What this task involves
Copy exactly the lines of the data below that run from the line holding "pub enum MetaError" through the line holding "requested state change.", both ends included.

Data records

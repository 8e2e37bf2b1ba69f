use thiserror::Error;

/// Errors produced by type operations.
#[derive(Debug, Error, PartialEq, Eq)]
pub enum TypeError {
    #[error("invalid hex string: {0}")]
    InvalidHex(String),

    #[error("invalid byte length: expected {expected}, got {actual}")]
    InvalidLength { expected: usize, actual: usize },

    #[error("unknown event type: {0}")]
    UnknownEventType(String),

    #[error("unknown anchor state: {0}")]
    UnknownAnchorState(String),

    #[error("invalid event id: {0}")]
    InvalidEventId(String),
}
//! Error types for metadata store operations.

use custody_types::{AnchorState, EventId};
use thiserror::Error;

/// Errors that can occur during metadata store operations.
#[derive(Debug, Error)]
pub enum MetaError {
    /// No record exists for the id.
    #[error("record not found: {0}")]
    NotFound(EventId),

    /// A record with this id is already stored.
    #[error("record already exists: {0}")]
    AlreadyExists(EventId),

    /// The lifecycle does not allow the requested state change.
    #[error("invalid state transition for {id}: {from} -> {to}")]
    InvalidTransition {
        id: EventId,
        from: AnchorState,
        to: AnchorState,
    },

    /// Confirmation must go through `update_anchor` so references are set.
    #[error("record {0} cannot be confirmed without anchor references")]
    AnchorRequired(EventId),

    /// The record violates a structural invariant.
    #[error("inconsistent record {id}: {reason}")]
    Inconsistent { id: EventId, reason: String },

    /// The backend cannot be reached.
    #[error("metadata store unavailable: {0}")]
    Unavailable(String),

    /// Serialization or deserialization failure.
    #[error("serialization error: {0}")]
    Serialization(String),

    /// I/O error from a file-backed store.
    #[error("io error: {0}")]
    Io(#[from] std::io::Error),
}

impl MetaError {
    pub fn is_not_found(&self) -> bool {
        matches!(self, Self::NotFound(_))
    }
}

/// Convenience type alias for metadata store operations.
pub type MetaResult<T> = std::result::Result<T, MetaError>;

Response to the exercise
pub enum MetaError {
    /// No record exists for the id.
    #[error("record not found: {0}")]
    NotFound(EventId),

    /// A record with this id is already stored.
    #[error("record already exists: {0}")]
    AlreadyExists(EventId),

    /// The lifecycle does not allow the requested state change.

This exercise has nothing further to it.